A full recording of the panel, titled “Do’s and Don’t’s of Working With Whistleblowers in the Digital Age,” can be found here.
In a May 2023 episode of The Daily, Diercks was revealed as the anonymous whistleblower behind The New York Times reporting in 2018 on allegations of impropriety against CBS and its top executive, Les Moonves. As a result of those revelations, Moonves did not receive a $120 million parachute upon leaving CBS.
As Diercks recalled during the panel, she was a document review lawyer at the law firm conducting an internal review of CBS when she shared information with the New York Times reporter.
Diercks revelations brought about accountability for Moonves’ victims, but Diercks lost her law license in the process. In the intervening time, while Diercks was still anonymous, the reporter won a Pulitzer and wrote a book that was in part informed by the allegations.
“I still deal with a lot of shame and a lot of guilt,” she said. “Wrestling with that alone and in secret while watching [the reporter] star-ascend, basically, was really, really hard.”
Diercks added that the reporter and the team at the New York Times were clear about the ground rules of working with journalists and never pressured her outside her comfort zone as a source.
Diercks advised prospective whistleblowers to get outside support from organizations like The Signals Network early on. “If I’d had external support early on, it would have made a huge difference,” she said.
From left to right: Whistleblower Wendell Potter, whistleblower Ali Diercks, TSN’s Rebecca Petras and Knight Foundation’s Duc Luu speak at the ONA23 Conference in Philadelphia on Aug. 25.
Health care industry whistleblower Potter, a former journalist, advised journalists to make sure not to encourage a source to do something that puts them in legal jeopardy. Journalists move on to the next story after working with a source, and don’t often understand what the source goes through after publication, he said.
The journalism profession needs to help find ways to provide support to whistleblowers, the type of support that Potter did not have access to when he blew the whistle, he said.
“Whistleblowers really can help journalism and help you tell stories you otherwise would not be able to tell,” Potter said. “People are putting their lives, their careers at jeopardy. And often, it doesn’t have a happy ending.”
He advised journalists, when talking to whistleblowers, to have an understanding of what they’re going through and to be equipped to point them to resources.
Potter is a former insurance industry executive who testified to Congress about the insurance industry’s role in rising health care costs, as well as its role on the increasing population of under-insured and uninsured U.S. citizens. His testimony incited major policy reforms that were included in the Affordable Care Act. In 2008, he left his job as Head of Communications at Cigna to advocate for health care reform.
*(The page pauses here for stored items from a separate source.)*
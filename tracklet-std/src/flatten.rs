//! Event flattening for providers that accept only flat key/value payloads.
//!
//! [`flatten_event`] lifts `attributes` and `context` to the top level next to
//! `version`, `boundary`, `name` and `action`. Merge order is fixed: event
//! fields, then attributes, then context, later keys overwriting earlier ones.
//!
//! A [`KeyTransform`] rewrites every resulting key with a regex, for sinks with
//! restrictive key grammars:
//!
//! ```rust,ignore
//! // "windowWidth" -> "window_width"
//! let snake = KeyTransform::with_fn("[A-Z]", |m| format!("_{}", m.to_lowercase()))?.all();
//! let flat = flatten_event(&event, Some(&snake));
//! ```

use regex::{Captures, NoExpand, Regex};
use serde_json::Value;
use std::sync::Arc;
use tracklet_core::{Attributes, Event};

/// Replacement applied to each regex match.
#[derive(Clone)]
pub enum Replacement {
    /// Inserted verbatim. `$` has no special meaning; use [`Replacement::Computed`]
    /// to build the replacement from the match.
    Literal(String),
    /// Computed from the matched text. Also applied to string values.
    Computed(Arc<dyn Fn(&str) -> String + Send + Sync>),
}

impl std::fmt::Debug for Replacement {
    fn fmt(&self, f: &mut std::fmt::Formatter<'_>) -> std::fmt::Result {
        match self {
            Replacement::Literal(text) => f.debug_tuple("Literal").field(text).finish(),
            Replacement::Computed(_) => f.write_str("Computed(..)"),
        }
    }
}

/// A regex-driven key rewrite.
///
/// Replaces only the first match unless [`KeyTransform::all`] is set.
#[derive(Debug, Clone)]
pub struct KeyTransform {
    pattern: Regex,
    replacement: Replacement,
    all: bool,
}

impl KeyTransform {
    /// Create a transform from a compiled pattern.
    pub fn new(pattern: Regex, replacement: Replacement) -> Self {
        Self {
            pattern,
            replacement,
            all: false,
        }
    }

    /// Compile `pattern` and replace matches with literal text.
    pub fn literal(pattern: &str, replacement: impl Into<String>) -> Result<Self, regex::Error> {
        Ok(Self::new(
            Regex::new(pattern)?,
            Replacement::Literal(replacement.into()),
        ))
    }

    /// Compile `pattern` and replace matches with the result of `f`.
    pub fn with_fn<F>(pattern: &str, f: F) -> Result<Self, regex::Error>
    where
        F: Fn(&str) -> String + Send + Sync + 'static,
    {
        Ok(Self::new(Regex::new(pattern)?, Replacement::Computed(Arc::new(f))))
    }

    /// Replace every match instead of only the first.
    pub fn all(mut self) -> Self {
        self.all = true;
        self
    }

    /// Apply the rewrite to `input`.
    pub fn apply(&self, input: &str) -> String {
        let limit = if self.all { 0 } else { 1 };
        match &self.replacement {
            Replacement::Literal(text) => self
                .pattern
                .replacen(input, limit, NoExpand(text))
                .into_owned(),
            Replacement::Computed(f) => self
                .pattern
                .replacen(input, limit, |caps: &Captures<'_>| f(&caps[0]))
                .into_owned(),
        }
    }

    fn rewrites_values(&self) -> bool {
        matches!(self.replacement, Replacement::Computed(_))
    }
}

/// Flatten an event into a single-level mapping.
///
/// Absent `boundary` and `name` are left out. Context keys overwrite
/// attribute keys of the same name.
pub fn flatten_event(event: &Event, transform: Option<&KeyTransform>) -> Attributes {
    let mut out = Attributes::new();
    out.insert("version".into(), Value::from(event.version.as_str()));
    if let Some(boundary) = &event.boundary {
        out.insert("boundary".into(), Value::from(boundary.as_str()));
    }
    if let Some(name) = &event.name {
        out.insert("name".into(), Value::from(name.as_str()));
    }
    out.insert("action".into(), Value::from(event.action.as_str()));

    out.extend(event.attributes.clone());

    if let Some(context) = &event.context {
        if let Ok(Value::Object(context)) = serde_json::to_value(context) {
            out.extend(context);
        }
    }

    let Some(transform) = transform else {
        return out;
    };

    out.into_iter()
        .map(|(key, value)| {
            let value = match value {
                Value::String(text) if transform.rewrites_values() => {
                    Value::String(transform.apply(&text))
                }
                other => other,
            };
            (transform.apply(&key), value)
        })
        .collect()
}

#[cfg(test)]
mod tests {
    use super::*;
    use serde_json::json;
    use tracklet_core::GlobalContext;

    fn sample() -> Event {
        let mut attributes = Attributes::new();
        attributes.insert("x".into(), json!(1));
        Event::new("clicked")
            .with_attributes(attributes)
            .with_context(GlobalContext {
                href: Some("u".into()),
                ..Default::default()
            })
    }

    #[test]
    fn test_flatten_lifts_nested_maps() {
        let flat = flatten_event(&sample(), None);
        assert_eq!(
            Value::Object(flat),
            json!({ "version": "2025-05-29", "action": "clicked", "x": 1, "href": "u" })
        );
    }

    #[test]
    fn test_context_overwrites_attributes() {
        let mut attributes = Attributes::new();
        attributes.insert("href".into(), json!("from-attributes"));
        let event = Event::new("viewed")
            .with_boundary("page")
            .with_name("hero")
            .with_attributes(attributes)
            .with_context(GlobalContext {
                href: Some("from-context".into()),
                ..Default::default()
            });

        let flat = flatten_event(&event, None);
        assert_eq!(flat["href"], json!("from-context"));
        assert_eq!(flat["boundary"], json!("page"));
        assert_eq!(flat["name"], json!("hero"));
    }

    #[test]
    fn test_literal_transform_renames_keys_only() {
        let transform = KeyTransform::literal("^", "ev_").unwrap();
        let flat = flatten_event(&sample(), Some(&transform));

        assert_eq!(flat["ev_action"], json!("clicked"));
        assert_eq!(flat["ev_x"], json!(1));
        assert_eq!(flat["ev_href"], json!("u"));
        assert!(!flat.contains_key("action"));
    }

    #[test]
    fn test_fn_transform_rewrites_string_values() {
        let transform = KeyTransform::with_fn("[A-Z]", |m| format!("_{}", m.to_lowercase()))
            .unwrap()
            .all();
        let mut attributes = Attributes::new();
        attributes.insert("pageTitle".into(), json!("HomePage"));
        attributes.insert("itemCount".into(), json!(3));
        let event = Event::new("viewed").with_attributes(attributes);

        let flat = flatten_event(&event, Some(&transform));
        assert_eq!(flat["page_title"], json!("_home_page"));
        assert_eq!(flat["item_count"], json!(3));
    }

    #[test]
    fn test_transform_replaces_first_match_by_default() {
        let transform = KeyTransform::literal("a", "_").unwrap();
        assert_eq!(transform.apply("banana"), "b_nana");
        assert_eq!(transform.all().apply("banana"), "b_n_n_");
    }

    #[test]
    fn test_literal_replacement_is_not_expanded() {
        let transform = KeyTransform::literal("(Id)$", "$1a$&").unwrap();
        assert_eq!(transform.apply("userId"), "user$1a$&");
    }

    #[test]
    fn test_invalid_pattern_is_reported() {
        assert!(KeyTransform::literal("(", "x").is_err());
    }
}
The number of journalists and whistleblowers coming to TSN for support has increased dramatically over the years, Petras said.
“Whistleblowers sometimes mistake the relationship with journalists as a friendship. It is not that you [journalists] need to be their friend, but you can help them find the help that they need,” she said. “The journalist has a job to do. Whistleblowers know that, they fully understand that, but they don’t know where else to turn to. So by involving someone who can give them some support, it allows for the journalist to focus on telling that story.”
TSN is a 501(c)3 organization dedicated to supporting whistleblowers who risk their livelihoods to share public interest information with the press. Founded in 2017 by journalists, whistleblowers and lawyers, TSN operates internationally to hold powerful interests accountable. TSN provides customized support to a selected group of whistleblowers who have contributed to published reports of significant wrongdoing. This support may include legal, psychological, physical safety, temporary safe-housing, online safety, career support and communication support.